With machine learning, you can create a statistical model using data from your Db2® database. Machine learning is a powerful solution for solving complex problems.

Note: This feature is available starting from Db2 version 11.5.4.
Use cases for machine learning solutions include:
  • Problems for which existing solutions require long lists of rules – a machine learning algorithm can often simplify the problem and outperform this traditional approach.
  • Problems for which a traditional approach does not provide a satisfactory solution.
  • Fluctuating environments.
  • Analyzing large amounts of complex data to gain insights.
  • Learning and exploiting "latent" or "hidden" features from the data, otherwise invisible to humans and traditional statistical methods.
Generally, machine learning is divided into three categories:
Supervised learning
Supervised learning is performed using a "ground truth" where you have prior knowledge of what the output values will be. These ground truth values are called "labels" or "targets". For example, when attempting to predict credit card fraud, the training data would include past transactions which are definitively fraudulent (the target).
Reinforcement learning
With reinforcement learning, a machine or an "agent" observes its environment, takes "actions", receives "rewards", and learns decides what further actions to preform based on what will yield the maximum "reward". Reinforcement learning is different from supervised leaning, as it has a prior knowledge the "reward" concept in relation to particular "actions". Additionally, this method does not rely on labeled data.
Unsupervised learning
With unsupervised learning, the training data does not include any labels. Having no labeled outputs, the model needs to infer the natural structure that the data points have in common. As such, unsupervised learning tasks typically involve finding underlying structure or patterns in the data that otherwise may not be obvious.

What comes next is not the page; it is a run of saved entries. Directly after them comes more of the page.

//! Output formatting and styling module.
//!
//! Provides a centralized interface for all CLI output, including colored output,
//! progress tracking, and formatted tables.

use crate::organize::OrganizeReport;
use colored::*;
use indicatif::{ProgressBar, ProgressStyle};

/// Manages all CLI output with consistent styling and formatting.
///
/// This struct provides methods for:
/// - Success messages (green with ✓)
/// - Error messages (red with ✗)
/// - Warning messages (yellow with ⚠)
/// - Info messages (cyan)
/// - Progress bars for operations
/// - Summary tables with statistics
pub struct OutputFormatter;

impl OutputFormatter {
    /// Prints a success message in green with a checkmark.
    ///
    /// # Example
    ///
    /// ```no_run
    /// use prefixtidy::output::OutputFormatter;
    /// OutputFormatter::success("Copied data1.csv to data/");
    /// ```
    pub fn success(message: &str) {
        println!("{} {}", "✓".green(), message);
    }

    /// Prints an error message in red with an X mark.
    pub fn error(message: &str) {
        eprintln!("{} {}", "✗".red(), message);
    }

    /// Prints a warning message in yellow with a warning symbol.
    pub fn warning(message: &str) {
        println!("{} {}", "⚠".yellow(), message);
    }

    /// Prints an info message in cyan.
    pub fn info(message: &str) {
        println!("{}", message.cyan());
    }

    /// Prints a regular message without styling.
    pub fn plain(message: &str) {
        println!("{}", message);
    }

    /// Prints a section header.
    pub fn header(header: &str) {
        println!("\n{}", header.bold());
    }

    /// Creates and returns a progress bar for file operations.
    ///
    /// # Example
    ///
    /// ```no_run
    /// use prefixtidy::output::OutputFormatter;
    /// let pb = OutputFormatter::create_progress_bar(100);
    /// pb.inc(1);
    /// pb.finish_with_message("Completed!");
    /// ```
    pub fn create_progress_bar(total: u64) -> ProgressBar {
        let pb = ProgressBar::new(total);
        pb.set_style(
            ProgressStyle::default_bar()
                .template("{spinner:.cyan} [{bar:40.cyan/blue}] {pos}/{len} {msg}")
                .expect("Invalid progress bar template")
                .progress_chars("█▓░"),
        );
        pb
    }

    /// Prints a summary table with the number of files per group folder.
    ///
    /// Groups are listed in the order they were discovered.
    pub fn summary_table(report: &OrganizeReport) {
        Self::header("SUMMARY");

        let max_name_len = report
            .groups
            .iter()
            .map(|group| group.folder_name.chars().count() + 1)
            .max()
            .unwrap_or(0)
            .max(6); // At least "Folder" width

        println!(
            "{:<width$} | {}",
            "Folder".bold(),
            "Files".bold(),
            width = max_name_len
        );
        println!("{}", "-".repeat(max_name_len + 10));

        for group in &report.groups {
            let count = group.processed.to_string();
            let count = if group.processed == group.members {
                count.green()
            } else {
                count.yellow()
            };
            println!(
                "{:<width$} | {}/{} {}",
                format!("{}/", group.folder_name),
                count,
                group.members,
                if group.members == 1 { "file" } else { "files" },
                width = max_name_len
            );
        }

        println!("{}", "-".repeat(max_name_len + 10));
        println!(
            "{:<width$} | {} {}",
            "Total".bold(),
            report.files_processed.to_string().green().bold(),
            if report.files_processed == 1 {
                "file"
            } else {
                "files"
            },
            width = max_name_len
        );
    }

    /// Prints a dry-run notice message.
    pub fn dry_run_notice(message: &str) {
        println!("{}", format!("[DRY RUN] {}", message).yellow());
    }
}
//! Configuration file support.
//!
//! Settings are read from a TOML file and provide defaults for the organize
//! options as well as filter rules deciding which files take part in a run:
//! - Exact filename matching
//! - Glob pattern matching
//! - File extension matching
//! - Regex pattern matching
//! - Include (whitelist) rules that override exclude rules
//!
//! # Configuration File Format
//!
//! ```toml
//! [organize]
//! destination = "/home/user/Sorted"
//! extension = "pdf"
//! delete_originals = false
//! normalize_names = true
//! dry_run = false
//! log_file = "/home/user/prefixtidy.log"
//!
//! [filters]
//! enable_hidden_files = true
//!
//! [filters.exclude]
//! filenames = [".DS_Store", "Thumbs.db"]
//! patterns = ["*.tmp"]
//! extensions = ["bak", "tmp"]
//! regex = []
//!
//! [filters.include]
//! patterns = []
//! ```

use glob::Pattern;
use regex::Regex;
use serde::{Deserialize, Serialize};
use std::collections::HashSet;
use std::fs;
use std::path::{Path, PathBuf};

/// Name of the per-directory configuration file.
pub const LOCAL_CONFIG_FILE: &str = ".prefixtidyrc.toml";

/// Errors that can occur during configuration loading and filtering.
#[derive(Debug, Clone)]
pub enum ConfigError {
    /// Configuration file not found at the specified path.
    ConfigNotFound(PathBuf),
    /// Invalid TOML syntax or structure.
    ConfigInvalid(String),
    /// Invalid glob pattern provided.
    InvalidGlobPattern(String),
    /// Invalid regex pattern provided with the actual error reason.
    InvalidRegexPattern {
        /// The regex pattern that failed to compile.
        pattern: String,
        /// The reason why the pattern is invalid.
        reason: String,
    },
    /// IO error while reading configuration.
    IoError(String),
}

impl std::fmt::Display for ConfigError {
    fn fmt(&self, f: &mut std::fmt::Formatter<'_>) -> std::fmt::Result {
        match self {
            ConfigError::ConfigNotFound(path) => {
                write!(f, "Configuration file not found: {}", path.display())
            }
            ConfigError::ConfigInvalid(msg) => write!(f, "Invalid configuration: {}", msg),
            ConfigError::InvalidGlobPattern(pattern) => {
                write!(f, "Invalid glob pattern '{}'", pattern)
            }
            ConfigError::InvalidRegexPattern { pattern, reason } => {
                write!(f, "Invalid regex pattern '{}': {}", pattern, reason)
            }
            ConfigError::IoError(msg) => write!(f, "IO error reading configuration: {}", msg),
        }
    }
}

impl std::error::Error for ConfigError {}

/// Contents of a configuration file.
#[derive(Debug, Clone, Default, Serialize, Deserialize)]
pub struct Config {
    /// Default values for the organize options.
    #[serde(default)]
    pub organize: OrganizeDefaults,

    /// Rules deciding which files are considered at all.
    #[serde(default)]
    pub filters: FilterRules,
}

/// Defaults for organize options. Command-line flags take precedence.
#[derive(Debug, Clone, Default, Serialize, Deserialize)]
pub struct OrganizeDefaults {
    /// Directory receiving the group folders instead of the source directory.
    #[serde(default)]
    pub destination: Option<PathBuf>,

    /// Only organize files with this extension.
    #[serde(default)]
    pub extension: Option<String>,

    /// Remove each original after it was copied successfully.
    #[serde(default)]
    pub delete_originals: bool,

    /// Normalize group keys before using them as folder names.
    #[serde(default)]
    pub normalize_names: bool,

    /// Only report what would happen.
    #[serde(default)]
    pub dry_run: bool,

    /// Log file location overriding the default.
    #[serde(default)]
    pub log_file: Option<PathBuf>,
}

/// Root-level filter rules configuration.
#[derive(Debug, Clone, Serialize, Deserialize)]
pub struct FilterRules {
    /// Whether to include hidden files (starting with "."). Defaults to true.
    #[serde(default = "default_enable_hidden_files")]
    pub enable_hidden_files: bool,

    /// Rules for excluding files.
    #[serde(default)]
    pub exclude: ExcludeRules,

    /// Rules for including files (whitelist, overrides exclude rules).
    #[serde(default)]
    pub include: IncludeRules,
}

fn default_enable_hidden_files() -> bool {
    true
}

impl Default for FilterRules {
    fn default() -> Self {
        Self {
            enable_hidden_files: default_enable_hidden_files(),
            exclude: ExcludeRules::default(),
            include: IncludeRules::default(),
        }
    }
}

/// Rules for excluding files from organization.
#[derive(Debug, Clone, Default, Serialize, Deserialize)]
pub struct ExcludeRules {
    /// Exact filenames to exclude (e.g., ".DS_Store", "Thumbs.db").
    #[serde(default)]
    pub filenames: Vec<String>,

    /// Glob patterns to exclude (e.g., "*.tmp").
    #[serde(default)]
    pub patterns: Vec<String>,

    /// File extensions to exclude (e.g., "bak", "tmp", "log").
    #[serde(default)]
    pub extensions: Vec<String>,

    /// Regex patterns matched against the file name.
    #[serde(default)]
    pub regex: Vec<String>,
}

/// Rules for including files, overriding exclude rules (whitelist).
#[derive(Debug, Clone, Default, Serialize, Deserialize)]
pub struct IncludeRules {
    /// Glob patterns that override exclude rules.
    #[serde(default)]
    pub patterns: Vec<String>,
}

impl Config {
    /// Load configuration from a file, with fallback to defaults.
    ///
    /// Attempts to load configuration in the following order:
    /// 1. If `config_path` is provided, load from that file
    /// 2. Look for `.prefixtidyrc.toml` in the current directory
    /// 3. Look for `~/.config/prefixtidy/config.toml`
    /// 4. Fall back to default configuration
    ///
    /// # Errors
    ///
    /// Returns an error if a configuration file exists (or was explicitly
    /// requested) but cannot be read or parsed.
    pub fn load(config_path: Option<&Path>) -> Result<Self, ConfigError> {
        if let Some(path) = config_path {
            return Self::load_from_file(path);
        }

        let local_config = PathBuf::from(LOCAL_CONFIG_FILE);
        if local_config.exists() {
            return Self::load_from_file(&local_config);
        }

        if let Some(home_config) =
            dirs::home_dir().map(|home| home.join(".config").join("prefixtidy").join("config.toml"))
            && home_config.exists()
        {
            return Self::load_from_file(&home_config);
        }

        Ok(Self::default())
    }

    /// Load configuration from a specific file.
    ///
    /// # Errors
    ///
    /// Returns `ConfigError::ConfigNotFound` if file does not exist.
    /// Returns `ConfigError::ConfigInvalid` if TOML parsing fails.
    /// Returns `ConfigError::IoError` if file cannot be read.
    pub fn load_from_file(path: &Path) -> Result<Self, ConfigError> {
        if !path.exists() {
            return Err(ConfigError::ConfigNotFound(path.to_path_buf()));
        }

        let content = fs::read_to_string(path).map_err(|e| ConfigError::IoError(e.to_string()))?;

        Self::from_toml_str(&content)
    }

    /// Parse configuration from a TOML string.
    pub fn from_toml_str(content: &str) -> Result<Self, ConfigError> {
        toml::from_str(content).map_err(|e| ConfigError::ConfigInvalid(e.to_string()))
    }
}

impl FilterRules {
    /// Compile the rules into matchers.
    ///
    /// # Errors
    ///
    /// Returns an error if any regex or glob patterns are invalid.
    pub fn compile(&self) -> Result<CompiledFilters, ConfigError> {
        CompiledFilters::new(self)
    }
}

/// Pre-compiled filter rules, ready for matching file paths.
#[derive(Debug)]
pub struct CompiledFilters {
    enable_hidden_files: bool,
    exclude_filenames: HashSet<String>,
    exclude_extensions: HashSet<String>,
    exclude_patterns: Vec<Pattern>,
    exclude_regexes: Vec<Regex>,
    include_patterns: Vec<Pattern>,
}

impl Default for CompiledFilters {
    /// Filters that accept every file.
    fn default() -> Self {
        Self {
            enable_hidden_files: true,
            exclude_filenames: HashSet::new(),
            exclude_extensions: HashSet::new(),
            exclude_patterns: Vec::new(),
            exclude_regexes: Vec::new(),
            include_patterns: Vec::new(),
        }
    }
}

fn compile_globs(patterns: &[String]) -> Result<Vec<Pattern>, ConfigError> {
    patterns
        .iter()
        .map(|pattern| {
            Pattern::new(pattern).map_err(|_| ConfigError::InvalidGlobPattern(pattern.clone()))
        })
        .collect()
}

impl CompiledFilters {
    fn new(rules: &FilterRules) -> Result<Self, ConfigError> {
        let exclude_patterns = compile_globs(&rules.exclude.patterns)?;
        let include_patterns = compile_globs(&rules.include.patterns)?;

        let exclude_regexes = rules
            .exclude
            .regex
            .iter()
            .map(|pattern| {
                Regex::new(pattern).map_err(|e| ConfigError::InvalidRegexPattern {
                    pattern: pattern.clone(),
                    reason: e.to_string(),
                })
            })
            .collect::<Result<Vec<_>, _>>()?;

        Ok(Self {
            enable_hidden_files: rules.enable_hidden_files,
            exclude_filenames: rules.exclude.filenames.iter().cloned().collect(),
            exclude_extensions: rules
                .exclude
                .extensions
                .iter()
                .map(|ext| ext.trim_start_matches('.').to_lowercase())
                .collect(),
            exclude_patterns,
            exclude_regexes,
            include_patterns,
        })
    }

    /// Check if a file should take part in organization.
    ///
    /// Glob patterns are matched against the file name only, since the source
    /// directory is never traversed recursively.
    ///
    /// Checks are performed in this order, with early termination:
    /// 1. Include patterns (whitelist) - if matched, always include
    /// 2. Hidden file filter - if hidden and disabled, exclude
    /// 3. Exact filename match - if matched, exclude
    /// 4. File extension match - if matched, exclude
    /// 5. Glob pattern match - if matched, exclude
    /// 6. Regex pattern match - if matched, exclude
    /// 7. Default: include
    pub fn should_include(&self, file_path: &Path) -> bool {
        let file_name = file_path
            .file_name()
            .map(|n| n.to_string_lossy())
            .unwrap_or_default();

        if Self::matches_any(&self.include_patterns, &file_name) {
            return true;
        }

        if !self.enable_hidden_files && file_name.starts_with('.') {
            return false;
        }

        if self.exclude_filenames.contains(file_name.as_ref()) {
            return false;
        }

        if let Some(ext) = file_path.extension() {
            let ext_lower = ext.to_string_lossy().to_lowercase();
            if self.exclude_extensions.contains(&ext_lower) {
                return false;
            }
        }

        if Self::matches_any(&self.exclude_patterns, &file_name) {
            return false;
        }

        !self
            .exclude_regexes
            .iter()
            .any(|regex| regex.is_match(&file_name))
    }

    fn matches_any(patterns: &[Pattern], file_name: &str) -> bool {
        patterns.iter().any(|pattern| pattern.matches(file_name))
    }
}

Typical machine learning tasks include:
Classification
Classifying instances into one of multiple categories. For example, classifying emails as "spam" or "not spam".
Regression
Predicting a target numerical value. For example, estimating the price of a house.
Clustering
Detecting groups within the data. For example, detecting groups of similar visitors to a website

Vast amounts of data are often required to produce a robust and accurate predictive model. With machine learning for Db2, a user can create a machine learning model without moving data from Db2. This enhances security, as data is not moved at any time from the secure database. It also enhances speed, as there is no data transfer cost.